#### Data to examine
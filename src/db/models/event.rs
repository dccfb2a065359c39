//! Telemetry events: one row per detection, transition, failure or note.

use std::collections::BTreeMap;
use std::str::FromStr;

use anyhow::{anyhow, Result};
use chrono::{DateTime, Utc};
use serde::{Deserialize, Serialize};

use crate::detection::{AgentState, DetectionMethod, MatchRect};

#[derive(Debug, Clone, Copy, PartialEq, Eq, Hash, PartialOrd, Ord, Serialize, Deserialize)]
#[serde(rename_all = "snake_case")]
pub enum EventKind {
    IdleDetection,
    ActiveDetection,
    CommandExecution,
    DetectionFailure,
    StateChange,
    Error,
    Info,
}

impl EventKind {
    pub fn as_str(&self) -> &'static str {
        match self {
            EventKind::IdleDetection => "idle_detection",
            EventKind::ActiveDetection => "active_detection",
            EventKind::CommandExecution => "command_execution",
            EventKind::DetectionFailure => "detection_failure",
            EventKind::StateChange => "state_change",
            EventKind::Error => "error",
            EventKind::Info => "info",
        }
    }

    /// Event recorded when `state` is confirmed; `Unknown` has none.
    pub fn for_detection(state: AgentState) -> Option<Self> {
        match state {
            AgentState::Idle => Some(EventKind::IdleDetection),
            AgentState::Active => Some(EventKind::ActiveDetection),
            AgentState::RunCommand => Some(EventKind::CommandExecution),
            AgentState::Unknown => None,
        }
    }

    pub fn is_detection(&self) -> bool {
        matches!(
            self,
            EventKind::IdleDetection | EventKind::ActiveDetection | EventKind::CommandExecution
        )
    }
}

impl FromStr for EventKind {
    type Err = anyhow::Error;

    fn from_str(value: &str) -> Result<Self> {
        match value {
            "idle_detection" => Ok(EventKind::IdleDetection),
            "active_detection" => Ok(EventKind::ActiveDetection),
            "command_execution" => Ok(EventKind::CommandExecution),
            "detection_failure" => Ok(EventKind::DetectionFailure),
            "state_change" => Ok(EventKind::StateChange),
            "error" => Ok(EventKind::Error),
            "info" => Ok(EventKind::Info),
            other => Err(anyhow!("unknown event kind '{other}'")),
        }
    }
}

#[derive(Debug, Clone, PartialEq, Serialize, Deserialize)]
#[serde(rename_all = "camelCase")]
pub struct TelemetryEvent {
    pub id: Option<i64>,
    pub timestamp: DateTime<Utc>,
    pub kind: EventKind,
    pub message: Option<String>,
    pub confidence: Option<f64>,
    pub state: Option<AgentState>,
    pub detection_method: Option<DetectionMethod>,
    pub rect: Option<MatchRect>,
    pub session_id: Option<String>,
    pub duration_secs: Option<f64>,
    pub metadata: Option<serde_json::Value>,
}

impl TelemetryEvent {
    pub fn new(kind: EventKind, timestamp: DateTime<Utc>) -> Self {
        Self {
            id: None,
            timestamp,
            kind,
            message: None,
            confidence: None,
            state: None,
            detection_method: None,
            rect: None,
            session_id: None,
            duration_secs: None,
            metadata: None,
        }
    }

    pub fn with_message(mut self, message: impl Into<String>) -> Self {
        self.message = Some(message.into());
        self
    }

    pub fn with_session(mut self, session_id: Option<&str>) -> Self {
        self.session_id = session_id.map(str::to_string);
        self
    }
}

#[derive(Debug, Clone, Default)]
pub struct EventFilter {
    pub start: Option<DateTime<Utc>>,
    pub end: Option<DateTime<Utc>>,
    pub kind: Option<EventKind>,
    pub session_id: Option<String>,
    pub limit: Option<usize>,
}

#[derive(Debug, Clone, Default, PartialEq, Serialize, Deserialize)]
#[serde(rename_all = "camelCase")]
pub struct EventStats {
    pub counts: BTreeMap<EventKind, u64>,
    pub average_confidence: Option<f64>,
    pub first_event: Option<DateTime<Utc>>,
    pub last_event: Option<DateTime<Utc>>,
}

impl EventStats {
    pub fn count(&self, kind: EventKind) -> u64 {
        self.counts.get(&kind).copied().unwrap_or(0)
    }

    pub fn detections(&self) -> u64 {
        self.counts
            .iter()
            .filter(|(kind, _)| kind.is_detection())
            .map(|(_, count)| count)
            .sum()
    }
}
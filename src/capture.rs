//! Frame sources. Screenshots themselves come from an external tool that
//! keeps overwriting one image file; this module only reads it.

use std::fs;
use std::path::{Path, PathBuf};

use anyhow::{bail, Context, Result};
use chrono::{DateTime, Utc};

use crate::detection::{Frame, TextRecognizer};

/// Blocking frame source; the worker calls it on the blocking pool.
pub trait CaptureProvider: Send + Sync {
    fn capture(&self) -> Result<Frame>;
}

pub struct FileCapture {
    path: PathBuf,
}

impl FileCapture {
    pub fn new(path: impl Into<PathBuf>) -> Self {
        Self { path: path.into() }
    }

    pub fn path(&self) -> &Path {
        &self.path
    }
}

impl CaptureProvider for FileCapture {
    fn capture(&self) -> Result<Frame> {
        let modified = fs::metadata(&self.path)
            .and_then(|meta| meta.modified())
            .with_context(|| format!("capture file {} unavailable", self.path.display()))?;

        let image = image::open(&self.path)
            .with_context(|| format!("failed to decode capture {}", self.path.display()))?;
        if image.width() == 0 || image.height() == 0 {
            bail!("capture {} is empty", self.path.display());
        }

        Ok(Frame::from_dynamic(&image, DateTime::<Utc>::from(modified)))
    }
}

/// Reads text that an external OCR tool writes next to the capture
/// (`latest.png` -> `latest.txt`).
pub struct SidecarTextRecognizer {
    path: PathBuf,
}

impl SidecarTextRecognizer {
    pub fn for_capture(capture_path: &Path) -> Self {
        Self {
            path: capture_path.with_extension("txt"),
        }
    }
}

impl TextRecognizer for SidecarTextRecognizer {
    fn recognize(&self, _frame: &Frame) -> Result<String> {
        fs::read_to_string(&self.path)
            .with_context(|| format!("no recognised text at {}", self.path.display()))
    }
}
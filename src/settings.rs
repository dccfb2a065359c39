use anyhow::{anyhow, bail, Context, Result};
use chrono::Duration;
use serde::{Deserialize, Serialize};
use std::{
    collections::BTreeMap,
    env, fs,
    path::PathBuf,
    sync::{RwLock, RwLockReadGuard, RwLockWriteGuard},
};

use crate::detection::{AgentState, ArbiterConfig};

pub const CONFIG_ENV: &str = "AGENTWATCH_CONFIG";
pub const DEBUG_ENV: &str = "AGENTWATCH_DEBUG";
const DEFAULT_CONFIG_FILE: &str = "agentwatch.json";
/// Upper bound for every `*_secs` setting (one day).
pub const MAX_INTERVAL_SECS: u64 = 86_400;

#[derive(Debug, Clone, PartialEq, Serialize, Deserialize)]
#[serde(default)]
pub struct AlertRepeatSettings {
    pub idle_secs: u64,
    pub run_command_secs: u64,
}

impl Default for AlertRepeatSettings {
    fn default() -> Self {
        Self {
            idle_secs: 60,
            run_command_secs: 60,
        }
    }
}

#[derive(Debug, Clone, PartialEq, Serialize, Deserialize)]
#[serde(default)]
pub struct TextSignalSettings {
    pub enabled: bool,
    pub idle_keywords: Vec<String>,
}

impl Default for TextSignalSettings {
    fn default() -> Self {
        Self {
            enabled: false,
            idle_keywords: vec![
                "do you want to proceed".into(),
                "waiting for input".into(),
                "press enter".into(),
            ],
        }
    }
}

#[derive(Debug, Clone, PartialEq, Serialize, Deserialize)]
#[serde(default)]
pub struct MonitorSettings {
    pub confidence_threshold: f64,
    pub min_confidence_gap: f64,
    pub required_confirmations: usize,
    pub history_window_secs: u64,
    pub min_state_change_interval_secs: u64,
    pub min_notification_interval_secs: u64,
    pub check_interval_secs: u64,
    pub cycle_timeout_secs: u64,
    pub alert_repeat: AlertRepeatSettings,
    /// State name (`idle`, `active`, `run_command`) to reference image directory.
    pub reference_dirs: BTreeMap<String, PathBuf>,
    pub pyramid_levels: usize,
    pub capture_path: PathBuf,
    pub db_path: PathBuf,
    pub muted: bool,
    pub text_signal: TextSignalSettings,
    pub event_retention_days: u32,
}

impl Default for MonitorSettings {
    fn default() -> Self {
        let reference_dirs = [
            ("idle", "references/idle"),
            ("active", "references/active"),
            ("run_command", "references/run_command"),
        ]
        .into_iter()
        .map(|(state, dir)| (state.to_string(), PathBuf::from(dir)))
        .collect();

        Self {
            confidence_threshold: 0.8,
            min_confidence_gap: 0.1,
            required_confirmations: 2,
            history_window_secs: 10,
            min_state_change_interval_secs: 3,
            min_notification_interval_secs: 30,
            check_interval_secs: 2,
            cycle_timeout_secs: 10,
            alert_repeat: AlertRepeatSettings::default(),
            reference_dirs,
            pyramid_levels: 3,
            capture_path: PathBuf::from("capture/latest.png"),
            db_path: PathBuf::from("data/agentwatch.db"),
            muted: false,
            text_signal: TextSignalSettings::default(),
            event_retention_days: 30,
        }
    }
}

impl MonitorSettings {
    pub fn validate(&self) -> Result<()> {
        if !(0.0..=1.0).contains(&self.confidence_threshold) {
            bail!(
                "confidence_threshold must be within [0, 1], got {}",
                self.confidence_threshold
            );
        }
        if !(0.0..=1.0).contains(&self.min_confidence_gap) {
            bail!(
                "min_confidence_gap must be within [0, 1], got {}",
                self.min_confidence_gap
            );
        }
        if self.required_confirmations == 0 {
            bail!("required_confirmations must be at least 1");
        }
        if self.check_interval_secs == 0 {
            bail!("check_interval_secs must be at least 1");
        }
        if self.cycle_timeout_secs == 0 {
            bail!("cycle_timeout_secs must be at least 1");
        }
        for (name, secs) in [
            ("history_window_secs", self.history_window_secs),
            ("min_state_change_interval_secs", self.min_state_change_interval_secs),
            ("min_notification_interval_secs", self.min_notification_interval_secs),
            ("check_interval_secs", self.check_interval_secs),
            ("cycle_timeout_secs", self.cycle_timeout_secs),
            ("alert_repeat.idle_secs", self.alert_repeat.idle_secs),
            ("alert_repeat.run_command_secs", self.alert_repeat.run_command_secs),
        ] {
            if secs > MAX_INTERVAL_SECS {
                bail!("{name} must be at most {MAX_INTERVAL_SECS}, got {secs}");
            }
        }
        // The window must still hold the oldest confirmation when the last
        // one arrives, otherwise nothing can ever be confirmed.
        let confirmation_span = (self.required_confirmations as u64 - 1)
            .saturating_mul(self.check_interval_secs);
        if self.history_window_secs < confirmation_span {
            bail!(
                "history_window_secs ({}) is shorter than {} confirmations {}s apart ({}s)",
                self.history_window_secs,
                self.required_confirmations,
                self.check_interval_secs,
                confirmation_span
            );
        }
        for name in self.reference_dirs.keys() {
            match name.parse::<AgentState>() {
                Ok(AgentState::Unknown) | Err(_) => {
                    bail!("reference_dirs has unsupported state '{name}'")
                }
                Ok(_) => {}
            }
        }
        Ok(())
    }

    pub fn arbiter(&self) -> ArbiterConfig {
        ArbiterConfig {
            threshold: self.confidence_threshold,
            min_gap: self.min_confidence_gap,
        }
    }

    pub fn history_window(&self) -> Duration {
        Duration::seconds(self.history_window_secs as i64)
    }

    pub fn min_state_change_interval(&self) -> Duration {
        Duration::seconds(self.min_state_change_interval_secs as i64)
    }

    pub fn min_notification_interval(&self) -> Duration {
        Duration::seconds(self.min_notification_interval_secs as i64)
    }

    /// Repeat-alert period for a state, if it alerts at all.
    pub fn alert_repeat_interval(&self, state: AgentState) -> Option<Duration> {
        let secs = match state {
            AgentState::Idle => self.alert_repeat.idle_secs,
            AgentState::RunCommand => self.alert_repeat.run_command_secs,
            AgentState::Active | AgentState::Unknown => return None,
        };
        (secs > 0).then(|| Duration::seconds(secs as i64))
    }
}

/// Settings file location: `AGENTWATCH_CONFIG`, else `agentwatch.json`.
pub fn default_settings_path() -> PathBuf {
    env::var_os(CONFIG_ENV)
        .map(PathBuf::from)
        .unwrap_or_else(|| PathBuf::from(DEFAULT_CONFIG_FILE))
}

pub fn debug_enabled() -> bool {
    env::var(DEBUG_ENV)
        .map(|value| matches!(value.as_str(), "1" | "true" | "yes"))
        .unwrap_or(false)
}

pub struct SettingsStore {
    path: PathBuf,
    data: RwLock<MonitorSettings>,
}

impl SettingsStore {
    pub fn new(path: PathBuf) -> Result<Self> {
        let data = if path.exists() {
            let contents = fs::read_to_string(&path)
                .with_context(|| format!("Failed to read settings from {}", path.display()))?;
            serde_json::from_str(&contents)
                .with_context(|| format!("Failed to parse settings in {}", path.display()))?
        } else {
            MonitorSettings::default()
        };
        data.validate()
            .with_context(|| format!("Invalid settings in {}", path.display()))?;

        Ok(Self {
            path,
            data: RwLock::new(data),
        })
    }

    pub fn path(&self) -> &PathBuf {
        &self.path
    }

    pub fn current(&self) -> Result<MonitorSettings> {
        Ok(self.read()?.clone())
    }

    /// Applies `change`, validates the result and writes it to disk.
    /// Nothing is stored if validation fails.
    pub fn update<F>(&self, change: F) -> Result<MonitorSettings>
    where
        F: FnOnce(&mut MonitorSettings),
    {
        let mut guard = self.write()?;
        let mut next = guard.clone();
        change(&mut next);
        next.validate()?;
        self.persist(&next)?;
        *guard = next.clone();
        Ok(next)
    }

    pub fn set_muted(&self, muted: bool) -> Result<()> {
        self.update(|settings| settings.muted = muted).map(|_| ())
    }

    pub fn reload(&self) -> Result<()> {
        let contents = fs::read_to_string(&self.path)?;
        let data: MonitorSettings = serde_json::from_str(&contents)?;
        data.validate()?;
        *self.write()? = data;
        Ok(())
    }

    fn persist(&self, data: &MonitorSettings) -> Result<()> {
        if let Some(parent) = self.path.parent().filter(|p| !p.as_os_str().is_empty()) {
            fs::create_dir_all(parent)
                .with_context(|| format!("Failed to create {}", parent.display()))?;
        }
        let serialized = serde_json::to_string_pretty(data)?;
        fs::write(&self.path, serialized)
            .with_context(|| format!("Failed to write settings to {}", self.path.display()))
    }

    fn read(&self) -> Result<RwLockReadGuard<'_, MonitorSettings>> {
        self.data
            .read()
            .map_err(|_| anyhow!("settings lock poisoned"))
    }

    fn write(&self) -> Result<RwLockWriteGuard<'_, MonitorSettings>> {
        self.data
            .write()
            .map_err(|_| anyhow!("settings lock poisoned"))
    }
}
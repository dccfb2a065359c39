use std::sync::Arc;
use std::time::Duration;

use anyhow::Result;
use log::warn;

use crate::audio::AlertKind;
use crate::detection::Detection;

use super::state_machine::Effect;
use super::telemetry::Telemetry;

/// Delivers a user-facing notification (desktop banner, log line, ...).
pub trait Notifier: Send + Sync {
    fn notify(&self, title: &str, message: &str) -> Result<()>;
}

pub trait SoundPlayer: Send + Sync {
    fn play(&self, kind: AlertKind) -> Result<()>;
}

/// What an effect may need beyond the effect itself.
pub struct EffectContext<'a> {
    pub session_id: &'a str,
    pub muted: bool,
    /// Detection that produced the current step.
    pub detection: Option<&'a Detection>,
}

/// Carries out state-machine effects. Every effect is best effort: a failing
/// notifier, speaker or database never stops the cycle.
#[derive(Clone)]
pub struct EffectRunner {
    notifier: Arc<dyn Notifier>,
    sounds: Arc<dyn SoundPlayer>,
    telemetry: Telemetry,
}

impl EffectRunner {
    pub fn new(notifier: Arc<dyn Notifier>, sounds: Arc<dyn SoundPlayer>, telemetry: Telemetry) -> Self {
        Self {
            notifier,
            sounds,
            telemetry,
        }
    }

    pub fn telemetry(&self) -> &Telemetry {
        &self.telemetry
    }

    pub async fn run(&self, effects: &[Effect], ctx: &EffectContext<'_>) {
        for effect in effects {
            match effect {
                Effect::Notify { title, message } => {
                    if let Err(err) = self.notifier.notify(title, message) {
                        warn!("Notification failed: {err:#}");
                    }
                }
                Effect::Sound(kind) => self.play(*kind, ctx.muted),
                Effect::Telemetry(transition) => {
                    self.telemetry
                        .record_transition(ctx.session_id, transition, ctx.detection)
                        .await;
                }
            }
        }
    }

    /// Plays `kind` unless muted.
    pub fn play(&self, kind: AlertKind, muted: bool) {
        if muted {
            return;
        }
        if let Err(err) = self.sounds.play(kind) {
            warn!("Failed to play {} sound: {err:#}", kind.as_str());
        }
    }
}

/// Upper bound for one telemetry write before it is abandoned.
pub(crate) const TELEMETRY_TIMEOUT: Duration = Duration::from_secs(2);
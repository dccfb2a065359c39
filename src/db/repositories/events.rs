use anyhow::{Context, Result};
use chrono::{DateTime, Duration, Utc};
use rusqlite::{params, params_from_iter, types::Value, Row};

use crate::db::{
    connection::Database,
    helpers::{
        format_datetime, parse_datetime, parse_method, parse_optional_datetime, parse_state,
        to_u64,
    },
    models::{EventFilter, EventKind, EventStats, TelemetryEvent},
};
use crate::detection::MatchRect;

fn row_to_event(row: &Row) -> Result<TelemetryEvent> {
    let timestamp: String = row.get("timestamp")?;
    let kind: String = row.get("kind")?;
    let state: Option<String> = row.get("state")?;
    let method: Option<String> = row.get("detection_method")?;
    let metadata: Option<String> = row.get("metadata")?;

    let rect = match (
        row.get::<_, Option<i64>>("match_rect_x")?,
        row.get::<_, Option<i64>>("match_rect_y")?,
        row.get::<_, Option<i64>>("match_rect_width")?,
        row.get::<_, Option<i64>>("match_rect_height")?,
    ) {
        (Some(x), Some(y), Some(width), Some(height)) => Some(MatchRect {
            x: to_u64(x, "match_rect_x")? as u32,
            y: to_u64(y, "match_rect_y")? as u32,
            width: to_u64(width, "match_rect_width")? as u32,
            height: to_u64(height, "match_rect_height")? as u32,
        }),
        _ => None,
    };

    Ok(TelemetryEvent {
        id: row.get("id")?,
        timestamp: parse_datetime(&timestamp, "timestamp")?,
        kind: kind.parse()?,
        message: row.get("message")?,
        confidence: row.get("confidence")?,
        state: state.map(|s| parse_state(&s, "state")).transpose()?,
        detection_method: method.as_deref().map(parse_method).transpose()?,
        rect,
        session_id: row.get("session_id")?,
        duration_secs: row.get("duration_secs")?,
        metadata: metadata
            .map(|raw| serde_json::from_str(&raw))
            .transpose()
            .context("failed to parse event metadata")?,
    })
}

impl Database {
    pub async fn log_event(&self, event: &TelemetryEvent) -> Result<i64> {
        let record = event.clone();
        self.execute(move |conn| {
            let metadata = record
                .metadata
                .as_ref()
                .map(serde_json::to_string)
                .transpose()
                .context("failed to serialize event metadata")?;

            conn.execute(
                "INSERT INTO telemetry_events (
                    timestamp, kind, message, confidence, state, detection_method,
                    match_rect_x, match_rect_y, match_rect_width, match_rect_height,
                    session_id, duration_secs, metadata
                 ) VALUES (?1, ?2, ?3, ?4, ?5, ?6, ?7, ?8, ?9, ?10, ?11, ?12, ?13)",
                params![
                    format_datetime(record.timestamp),
                    record.kind.as_str(),
                    record.message,
                    record.confidence,
                    record.state.map(|s| s.as_str()),
                    record.detection_method.map(|m| m.as_str()),
                    record.rect.map(|r| r.x),
                    record.rect.map(|r| r.y),
                    record.rect.map(|r| r.width),
                    record.rect.map(|r| r.height),
                    record.session_id,
                    record.duration_secs,
                    metadata,
                ],
            )?;
            Ok(conn.last_insert_rowid())
        })
        .await
    }

    /// Events matching `filter`, newest first.
    pub async fn get_events(&self, filter: EventFilter) -> Result<Vec<TelemetryEvent>> {
        self.execute(move |conn| {
            let mut clauses = Vec::new();
            let mut values: Vec<Value> = Vec::new();

            if let Some(start) = filter.start {
                clauses.push("timestamp >= ?");
                values.push(Value::Text(format_datetime(start)));
            }
            if let Some(end) = filter.end {
                clauses.push("timestamp < ?");
                values.push(Value::Text(format_datetime(end)));
            }
            if let Some(kind) = filter.kind {
                clauses.push("kind = ?");
                values.push(Value::Text(kind.as_str().to_string()));
            }
            if let Some(session_id) = filter.session_id {
                clauses.push("session_id = ?");
                values.push(Value::Text(session_id));
            }

            let mut sql = String::from(
                "SELECT id, timestamp, kind, message, confidence, state, detection_method,
                        match_rect_x, match_rect_y, match_rect_width, match_rect_height,
                        session_id, duration_secs, metadata
                 FROM telemetry_events",
            );
            if !clauses.is_empty() {
                sql.push_str(" WHERE ");
                sql.push_str(&clauses.join(" AND "));
            }
            sql.push_str(" ORDER BY timestamp DESC, id DESC");
            if let Some(limit) = filter.limit {
                sql.push_str(" LIMIT ?");
                values.push(Value::Integer(limit as i64));
            }

            let mut stmt = conn.prepare(&sql)?;
            let mut rows = stmt.query(params_from_iter(values))?;
            let mut events = Vec::new();
            while let Some(row) = rows.next()? {
                events.push(row_to_event(row)?);
            }
            Ok(events)
        })
        .await
    }

    /// Counts per kind plus confidence and time bounds over `[start, end)`.
    pub async fn get_event_stats(
        &self,
        start: DateTime<Utc>,
        end: DateTime<Utc>,
    ) -> Result<EventStats> {
        self.execute(move |conn| {
            let start = format_datetime(start);
            let end = format_datetime(end);
            let mut stats = EventStats::default();

            let mut stmt = conn.prepare(
                "SELECT kind, COUNT(*)
                 FROM telemetry_events
                 WHERE timestamp >= ?1 AND timestamp < ?2
                 GROUP BY kind",
            )?;
            let mut rows = stmt.query(params![start, end])?;
            while let Some(row) = rows.next()? {
                let kind: String = row.get(0)?;
                let kind: EventKind = kind.parse()?;
                stats.counts.insert(kind, to_u64(row.get(1)?, "count")?);
            }

            let (average, first, last): (Option<f64>, Option<String>, Option<String>) = conn
                .query_row(
                    "SELECT AVG(confidence), MIN(timestamp), MAX(timestamp)
                     FROM telemetry_events
                     WHERE timestamp >= ?1 AND timestamp < ?2",
                    params![start, end],
                    |row| Ok((row.get(0)?, row.get(1)?, row.get(2)?)),
                )?;
            stats.average_confidence = average;
            stats.first_event = parse_optional_datetime(first, "first_event")?;
            stats.last_event = parse_optional_datetime(last, "last_event")?;

            Ok(stats)
        })
        .await
    }

    /// Deletes events older than `days_to_keep` days; returns rows removed.
    pub async fn cleanup_old_events(&self, days_to_keep: u32) -> Result<usize> {
        let cutoff = Utc::now() - Duration::days(i64::from(days_to_keep));
        self.execute(move |conn| {
            let removed = conn.execute(
                "DELETE FROM telemetry_events WHERE timestamp < ?1",
                params![format_datetime(cutoff)],
            )?;
            Ok(removed)
        })
        .await
    }
}
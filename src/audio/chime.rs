use rodio::Source;
use std::f32::consts::TAU;
use std::time::Duration;

use super::AlertKind;

const SAMPLE_RATE: u32 = 44_100;
/// Fade in/out per note, in seconds, to avoid clicks between tones.
const RAMP_SECS: f32 = 0.02;
const MASTER_GAIN: f32 = 0.35;

#[derive(Debug, Clone, Copy, PartialEq)]
struct Note {
    freq: f32,
    secs: f32,
    amp: f32,
}

const fn note(freq: f32, secs: f32, amp: f32) -> Note {
    Note { freq, secs, amp }
}

// G4 x3, fading
const WAITING: &[Note] = &[
    note(392.0, 0.2, 0.7),
    note(392.0, 0.2, 0.5),
    note(392.0, 0.2, 0.3),
];
// G4 E4 G4 E4
const WARNING: &[Note] = &[
    note(392.0, 0.2, 1.0),
    note(330.0, 0.2, 0.8),
    note(392.0, 0.2, 1.0),
    note(330.0, 0.2, 0.8),
];
// G4 B4 D5
const SUCCESS: &[Note] = &[
    note(392.0, 0.2, 0.7),
    note(494.0, 0.2, 0.8),
    note(587.0, 0.5, 1.0),
];
// A#4 Ab4
const ERROR: &[Note] = &[note(466.0, 0.3, 1.0), note(415.0, 0.4, 0.7)];

fn pattern(kind: AlertKind) -> &'static [Note] {
    match kind {
        AlertKind::Waiting => WAITING,
        AlertKind::Warning => WARNING,
        AlertKind::Success => SUCCESS,
        AlertKind::Error => ERROR,
    }
}

/// Finite mono tone sequence for one alert.
pub struct Chime {
    notes: &'static [Note],
    note_index: usize,
    sample_in_note: u32,
    phase: f32,
}

impl Chime {
    pub fn new(kind: AlertKind) -> Self {
        Self {
            notes: pattern(kind),
            note_index: 0,
            sample_in_note: 0,
            phase: 0.0,
        }
    }

    fn note_samples(note: &Note) -> u32 {
        (note.secs * SAMPLE_RATE as f32) as u32
    }

    fn envelope(position: u32, total: u32) -> f32 {
        let ramp = (RAMP_SECS * SAMPLE_RATE as f32) as u32;
        if ramp == 0 || total == 0 {
            return 1.0;
        }
        let from_end = total.saturating_sub(position);
        let attack = (position as f32 / ramp as f32).min(1.0);
        let release = (from_end as f32 / ramp as f32).min(1.0);
        attack.min(release)
    }
}

impl Iterator for Chime {
    type Item = f32;

    fn next(&mut self) -> Option<Self::Item> {
        let note = *self.notes.get(self.note_index)?;
        let total = Self::note_samples(&note);

        let sample =
            self.phase.sin() * note.amp * MASTER_GAIN * Self::envelope(self.sample_in_note, total);

        self.phase += TAU * note.freq / SAMPLE_RATE as f32;
        if self.phase > TAU {
            self.phase -= TAU;
        }

        self.sample_in_note += 1;
        if self.sample_in_note >= total {
            self.note_index += 1;
            self.sample_in_note = 0;
            self.phase = 0.0;
        }

        Some(sample)
    }
}

impl Source for Chime {
    fn current_frame_len(&self) -> Option<usize> {
        None
    }

    fn channels(&self) -> u16 {
        1
    }

    fn sample_rate(&self) -> u32 {
        SAMPLE_RATE
    }

    fn total_duration(&self) -> Option<Duration> {
        let secs: f32 = self.notes.iter().map(|n| n.secs).sum();
        Some(Duration::from_secs_f32(secs))
    }
}

#[cfg(test)]
mod tests {
    use super::*;

    #[test]
    fn chime_is_finite_and_bounded() {
        for kind in [
            AlertKind::Waiting,
            AlertKind::Warning,
            AlertKind::Success,
            AlertKind::Error,
        ] {
            let expected: u32 = pattern(kind).iter().map(Chime::note_samples).sum();
            let samples: Vec<f32> = Chime::new(kind).collect();
            assert_eq!(samples.len() as u32, expected);
            assert!(samples.iter().all(|s| s.abs() <= MASTER_GAIN + 1e-6));
        }
    }

    #[test]
    fn notes_start_silent() {
        let first = Chime::new(AlertKind::Success).next().unwrap();
        assert_eq!(first, 0.0);
    }
}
########
> **Goal of the exercise**
Give only the number of lines in the entries above that hold the string "static".

> **Answer space**
3